One-shot unattended agents (Stripe Minions model)

How to launch AI agents that run to completion autonomously - writing code, running tests, fixing errors, and producing a PR without human supervision.

·Unattended agents (Stripe Minions model, Cursor Automations) execute tasks without developer presence
·Agents are invocable from at least two channels (Slack, CLI, Web, PagerDuty)
·Each developer runs 3-5 parallel agent sessions concurrently

·Agent task completion rate without human intervention exceeds 60%
·Agent invocation produces a PR within a defined SLA (e.g., under 30 minutes for standard tasks)

Evidence

·Agent invocation logs from multiple channels with timestamps
·Dashboard showing parallel agent session counts per developer
·PR history showing agent-authored PRs merged without synchronous developer oversight

What It Is

One-shot unattended agents are AI agents given a task and left to run until they complete it - no human supervision, no confirmation prompts, no mid-task steering. The agent writes code, runs the test suite, reads the output, fixes failures, iterates, and when it reaches a passing state, opens a pull request. The developer reviews the PR; they don't watch the work.

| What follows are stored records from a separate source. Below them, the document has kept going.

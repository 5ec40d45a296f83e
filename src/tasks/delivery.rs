use super::error::TaskError;
use super::payload::TaskPayload;
use super::queue::TaskRequest;
use super::registry::{exec_task, TaskRegistry};
use async_trait::async_trait;
use chrono::Utc;
use http::{HeaderMap, HeaderName, HeaderValue};
use std::sync::Arc;
use tracing::debug;

/// Hands a due task to whatever executes it.
#[async_trait]
pub trait TaskDelivery: Send + Sync {
    async fn deliver(&self, request: &TaskRequest) -> Result<(), TaskError>;
}

/// Headers for a delivery: the request's own headers plus the queue
/// headers listed in [`super::GCP_TASK_HEADERS`].
///
/// Tasks are delivered once, so retry count and execution count are 0.
/// The ETA is the schedule time (or creation time) in fractional seconds
/// since the epoch.
#[must_use]
pub fn queue_headers(request: &TaskRequest) -> HeaderMap {
    let mut headers = request.headers.clone();
    let eta = request.schedule_time.unwrap_or(request.created_at);
    let eta = format!(
        "{}.{:06}",
        eta.timestamp(),
        eta.timestamp_subsec_micros()
    );
    let values = [
        ("x-appengine-queuename", request.queue.as_str().to_string()),
        ("x-appengine-taskname", request.task_id.clone()),
        ("x-appengine-taskretrycount", "0".to_string()),
        ("x-appengine-taskexecutioncount", "0".to_string()),
        ("x-appengine-tasketa", eta),
    ];
    for (name, value) in values {
        if let Ok(value) = HeaderValue::from_str(&value) {
            headers.insert(HeaderName::from_static(name), value);
        }
    }
    headers
}

/// Runs tasks inside this process against a [`TaskRegistry`].
#[derive(Clone)]
pub struct LocalDelivery {
    registry: Arc<TaskRegistry>,
}

impl LocalDelivery {
    #[must_use]
    pub fn new(registry: Arc<TaskRegistry>) -> Self {
        Self { registry }
    }
}

#[async_trait]
impl TaskDelivery for LocalDelivery {
    async fn deliver(&self, request: &TaskRequest) -> Result<(), TaskError> {
        let payload: TaskPayload = serde_json::from_slice(&request.body)?;
        let headers = queue_headers(request);
        let started = Utc::now();
        let result = exec_task(&self.registry, payload, &headers).await?;
        debug!(
            task = %request.name,
            duration_ms = (Utc::now() - started).num_milliseconds(),
            result = %result,
            "Task delivered in-process"
        );
        Ok(())
    }
}

/// POSTs tasks to `{target_url}{relative_uri}` on a running service.
#[derive(Clone)]
pub struct HttpDelivery {
    client: reqwest::Client,
    target_url: String,
}

impl HttpDelivery {
    #[must_use]
    pub fn new(target_url: impl Into<String>) -> Self {
        Self {
            client: reqwest::Client::new(),
            target_url: target_url.into().trim_end_matches('/').to_string(),
        }
    }

    #[must_use]
    pub fn target_url(&self) -> &str {
        &self.target_url
    }
}

#[async_trait]
impl TaskDelivery for HttpDelivery {
    async fn deliver(&self, request: &TaskRequest) -> Result<(), TaskError> {
        let url = format!("{}{}", self.target_url, request.relative_uri);
        let response = self
            .client
            .request(request.http_method.clone(), &url)
            .headers(queue_headers(request))
            .body(request.body.clone())
            .send()
            .await
            .map_err(|e| TaskError::Delivery(e.to_string()))?;

        let status = response.status();
        if !status.is_success() {
            let body = response.text().await.unwrap_or_default();
            return Err(TaskError::Delivery(format!("{url} returned {status}: {body}")));
        }
        debug!(task = %request.name, url = %url, status = %status, "Task delivered over HTTP");
        Ok(())
    }
}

This pattern is named after Stripe's "Minions" system, described publicly in 2024-2025: a framework for dispatching AI agents to complete tasks in isolated sandboxes. Each "minion" gets a task description, a clean environment, and execution authority. When it succeeds (tests green, PR opened) or fails definitively (stuck in a loop, cannot fix the errors), it reports back. Stripe uses this pattern at scale for tasks like dependency upgrades, API compatibility fixes, and security patches. While Stripe Minions remains the canonical example, the pattern has since been commercialized. Cursor Automations (2026) provides always-on agents triggered from external systems - Slack messages, Linear tickets, GitHub issues, PagerDuty alerts - that spin up, complete a task, and produce a PR without developer initiation. Claude Code subagents with named @ mentions enable composing multi-agent workflows where a parent agent delegates subtasks to specialized child agents, each running in its own context. In May 2026 the scheduled and async variant became first-class: Anthropic Routines and Cursor's /loop skill dispatch work on a schedule so teams "wake up to PRs ready to merge," and CI auto-fix closes the loop by repairing failing checks before a human looks. This generalizes the Stripe Minions one-shot pattern well beyond a single company. The one-shot unattended pattern is no longer experimental infrastructure - it's becoming a standard product feature.

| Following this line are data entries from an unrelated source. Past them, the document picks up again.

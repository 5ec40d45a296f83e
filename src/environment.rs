//! Deployment environment detection.

/// Project id used when `GOOGLE_CLOUD_PROJECT` is unset.
pub const LOCAL_PROJECT_ID: &str = "local";

/// True when running in the standard hosted environment.
#[must_use]
pub fn is_prod() -> bool {
    is_prod_value(std::env::var("GAE_ENV").ok().as_deref())
}

/// The cloud project id, or [`LOCAL_PROJECT_ID`].
#[must_use]
pub fn project_id() -> String {
    project_id_value(std::env::var("GOOGLE_CLOUD_PROJECT").ok())
}

fn is_prod_value(gae_env: Option<&str>) -> bool {
    gae_env == Some("standard")
}

fn project_id_value(value: Option<String>) -> String {
    value
        .filter(|v| !v.is_empty())
        .unwrap_or_else(|| LOCAL_PROJECT_ID.to_string())
}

At L4 (Optimized), unattended agents are the default mode for well-defined tasks. The shift from L3 is the removal of the human loop: at L3, a developer runs Claude Code in YOLO mode and monitors the terminal; at L4, the agent runs in a sandbox and the developer checks their email for a PR notification. The developer's attention is decoupled from the agent's execution.

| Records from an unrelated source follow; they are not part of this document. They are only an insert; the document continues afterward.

use super::{Blob, Bucket, BucketName, ObjectStore, StorageError};
use bytes::Bytes;
use serde_json::{Map, Value};
use std::str::FromStr;
use tracing::{debug, info};

pub const CSV_CONTENT_TYPE: &str = "text/csv";

pub async fn get_bucket(
    store: &dyn ObjectStore,
    bucket_name: BucketName,
) -> Result<Option<Bucket>, StorageError> {
    store.lookup_bucket(bucket_name.as_str()).await
}

/// Look up a known bucket, creating it on first use.
pub async fn get_or_create_bucket(
    store: &dyn ObjectStore,
    bucket_name: BucketName,
) -> Result<Bucket, StorageError> {
    if let Some(bucket) = get_bucket(store, bucket_name).await? {
        return Ok(bucket);
    }
    match store.create_bucket(bucket_name.as_str()).await {
        Ok(bucket) => {
            info!(bucket = %bucket_name, "Created bucket");
            Ok(bucket)
        }
        // lost a creation race with a concurrent writer
        Err(StorageError::BucketAlreadyExists(_)) => get_bucket(store, bucket_name)
            .await?
            .ok_or_else(|| StorageError::BucketNotFound(bucket_name.to_string())),
        Err(e) => Err(e),
    }
}

fn render_cell(value: &Value) -> String {
    match value {
        Value::Null => String::new(),
        Value::String(s) => s.clone(),
        other => other.to_string(),
    }
}

/// Render rows as CSV text with a header line.
///
/// The header is the key set of the first row, in insertion order. A key
/// missing from a later row renders as an empty cell; a key not in the
/// header is an error.
pub fn render_csv(rows: &[Map<String, Value>]) -> Result<Vec<u8>, StorageError> {
    let header: Vec<&String> = rows.first().ok_or(StorageError::EmptyRows)?.keys().collect();

    let mut writer = csv::Writer::from_writer(Vec::new());
    writer.write_record(header.iter().map(|h| h.as_str()))?;
    for row in rows {
        if let Some(extra) = row.keys().find(|k| !header.contains(k)) {
            return Err(StorageError::UnexpectedField(extra.clone()));
        }
        writer.write_record(
            header
                .iter()
                .map(|h| row.get(h.as_str()).map_or_else(String::new, render_cell)),
        )?;
    }
    writer.flush()?;
    writer
        .into_inner()
        .map_err(|e| StorageError::Io(std::io::Error::new(e.error().kind(), e.error().to_string())))
}

/// Write `rows` as a CSV object into a known bucket, creating the bucket if
/// needed.
pub async fn write_csv(
    store: &dyn ObjectStore,
    bucket_name: BucketName,
    filename: &str,
    rows: &[Map<String, Value>],
) -> Result<Blob, StorageError> {
    let content = render_csv(rows)?;
    let bucket = get_or_create_bucket(store, bucket_name).await?;
    let blob = store
        .upload(&bucket.name, filename, Bytes::from(content), CSV_CONTENT_TYPE)
        .await?;
    info!(
        bucket = %bucket.name,
        filename = %filename,
        rows = rows.len(),
        bytes = blob.size(),
        "Wrote CSV export"
    );
    Ok(blob)
}

/// Fetch an object by bucket name string.
///
/// An unknown bucket name, a bucket that does not exist yet, or a missing
/// object all yield `Ok(None)`.
pub async fn get_file(
    store: &dyn ObjectStore,
    bucket_name: &str,
    filename: &str,
) -> Result<Option<Blob>, StorageError> {
    let Ok(bucket_name) = BucketName::from_str(bucket_name) else {
        debug!(bucket = %bucket_name, "Rejected lookup in unknown bucket");
        return Ok(None);
    };
    if get_bucket(store, bucket_name).await?.is_none() {
        return Ok(None);
    }
    match store.get_blob(bucket_name.as_str(), filename).await {
        Err(StorageError::InvalidName(_)) => Ok(None),
        other => other,
    }
}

The sandbox is essential. Unattended agents must run in isolated environments - ephemeral VMs, Docker containers, or git worktrees - where their actions cannot affect production systems, other developers' work, or infrastructure outside the task scope. The sandbox provides the blast radius limit that makes autonomous execution safe.

Why It Matters

Unattended agents change the economics of software development fundamentally:

Decouples developer attention from task execution - a developer can have 5 agents running while they focus on architecture, review, or strategy; execution scales independently of human time
Enables overnight work - agents launched at end of day complete tasks while the developer sleeps; the next morning's inbox contains PRs, not partially finished work
Makes parallelism natural - one developer can launch multiple agents on different tasks without context switching overhead; each task progresses independently
Shifts human role to review - developers become reviewers and directors rather than implementers; this is a fundamentally different and more leveraged use of senior engineer time
Creates reproducible task execution - the same task specification produces the same kind of PR; this consistency enables measurement and optimization

The Stripe Minions model also demonstrates something important about L4 readiness: it requires L2-L3 investment to be safe. Unattended agents without a mature CLAUDE.md produce autonomous bad decisions at scale. The context engineering work of L2-L3 is what makes L4 viable, not just risky.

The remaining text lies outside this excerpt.